Empower your supporters to help shape your program. Survey volunteers about their experience, feedback, and ideas. Most importantly, use volunteer feedback to inform decision-making. 

Share impact data

Show volunteers that their contributions are making a real difference. Regularly track and report on your volunteers’ hours and impact data. A volunteer management system automates the hours collection process and can even produce live-updating reports specific to each volunteer or volunteer group. 

This volunteer management best practices focuses on promoting a volunteer program through social media.

4. Empower Volunteers to Promote Your Message with Social Sharing

According to volunteer management best practice, social media should become a core element of your program’s marketing strategy.
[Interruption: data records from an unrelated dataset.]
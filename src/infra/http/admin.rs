//! Operator listener: database health and page cache control.

use std::sync::Arc;

use axum::{
    Router,
    extract::State,
    http::StatusCode,
    middleware,
    response::{IntoResponse, Response},
    routing::{get, post},
};

use crate::application::repos::HealthRepo;
use crate::cache::PageCache;

use super::{
    db_health_response,
    middleware::{log_responses, set_request_context},
};

#[derive(Clone)]
pub struct AdminState {
    pub health: Arc<dyn HealthRepo>,
    pub page_cache: Option<Arc<PageCache>>,
}

pub fn build_admin_router(state: AdminState) -> Router {
    Router::new()
        .route("/_health/db", get(admin_health))
        .route("/cache/invalidate", post(invalidate_cache))
        .with_state(state)
        .layer(middleware::from_fn(log_responses))
        .layer(middleware::from_fn(set_request_context))
}

async fn admin_health(State(state): State<AdminState>) -> Response {
    db_health_response(state.health.ping().await)
}

async fn invalidate_cache(State(state): State<AdminState>) -> Response {
    if let Some(cache) = state.page_cache.as_ref() {
        cache.clear();
    }
    StatusCode::NO_CONTENT.into_response()
}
More specifically, the future of marketing is peer-to-peer (you’ve probably heard of peer-to-peer fundraising). Peer-to-peer marketing is cost-effective and powerful, and most easily achieved through social media.

So how does it work? When your supporters share content about your organization on social media, they’re incidentally promoting your cause. In other words, your current volunteers are your best advocates. People are more likely to trust the recommendations of friends, family, and colleagues over other forms of outreach. This is a great way to encourage your supporters to invite their peers to join and volunteer, too!

The takeaway? Empower volunteers to share your message, and watch your network grow!

Here’s how to get your content shared:

  • Attach sharing buttons to your web content – Make it easy to share your content, from volunteer opportunities to event announcements. Sharing buttons should link to social platforms like Facebook, LinkedIn, and Twitter.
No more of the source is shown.